В последующих постах вниманию читателя будет предложен мой перевод диссертации Никоса Казандзакиса, написанной во время его пребывания в Париже с 1907-го по 1909-й год. По законам жанра перевод полагается предварять обширным введением, описывающим биографические вехи переводимого автора и дающим что-то вроде синопсиса переведенной работы. В данном случае от такой схемы я откажусь: на самые общие вопросы, кто такой Никос Казандзакис и чем он известен, исчерпывающий ответ в наше время дадут «Гугл» с «Википедией». От себя лишь в самых общих чертах укажу, почему эта работа Казандзакиса представляет определённый интерес и почему мне захотелось её перевести.
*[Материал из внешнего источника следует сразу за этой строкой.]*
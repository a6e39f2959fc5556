//! Notification boundary. Toast presentation itself is out of scope; the
//! pipeline only emits titles and bodies.

use log::info;

pub trait Notifier: Send + Sync {
    fn notify(&self, title: &str, body: &str);
}

/// Default sink: writes notifications to the log.
pub struct LogNotifier;

impl Notifier for LogNotifier {
    fn notify(&self, title: &str, body: &str) {
        info!("{title}: {body}");
    }
}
Основная причина следующая: будущий крупнейший писатель Европы анализирует труды знаменитого немецкого мыслителя; они практически современники, т.е. Казандзакис смотрит на Ницше взором, не замутнённым влиянием многомудрых толкователей, которые впоследствии часто будут использовать работы Ницше как некий трамплин для самовыражения, преобразуя личность и творчество философа по собственному образу и подобию (во всяком случае, порой складывается именно такое впечатление). Надо отдать должное интеллектуальной честности молодого Казандзакиса: в свои 25 лет он проделал, на мой взгляд, просто блестящую работу, цель которой заключалась в том, чтобы, оставаясь беспристрастным и используя вполне научный инструментарий, основательно познакомить соотечественников с заинтересовавшим его философом, а не порисоваться за счёт последнего. Подоплека такова: в 1906-м году 23-летний Казандзакис оканчивает юридический факультет афинского университета – как и положено в демократиях, именно с юридического выходят будущие лидеры страны, т.е. выбор факультета обуславливался для Казандзакиса и его семьи, в первую очередь, карьерными соображениями. Но юный законник уже демонстрирует яркое литературное дарование: в том же 1906-м году его пьеса «Светает» ставится в столичном театре, будучи отмечена престижной национальной премией. Из Афин Казандзакис едет повышать квалификацию в Париж – конкретнее, в Сорбонну. Похоже, именно там он окончательно осознаёт своё призвание и посещает лекции отнюдь не правовой направленности – в частности, Бергсона; в этот же период Казандзакис знакомится с работами Ницше – основные труды обоих философов он впоследствии переведёт на новогреческий. В своей художественной автобиографии «Отчёт перед Эль Греко» Казандзакис описывает это знакомство так:
«Однажды, когда я сидел над книгами в Библиотеке Святой Женевьевы, какая-то девушка подошла и склонилась надо мной. Она держала раскрытую книгу с фотографией мужчины, закрыв пальцами стоявшее ниже имя, и изумленно смотрела на меня.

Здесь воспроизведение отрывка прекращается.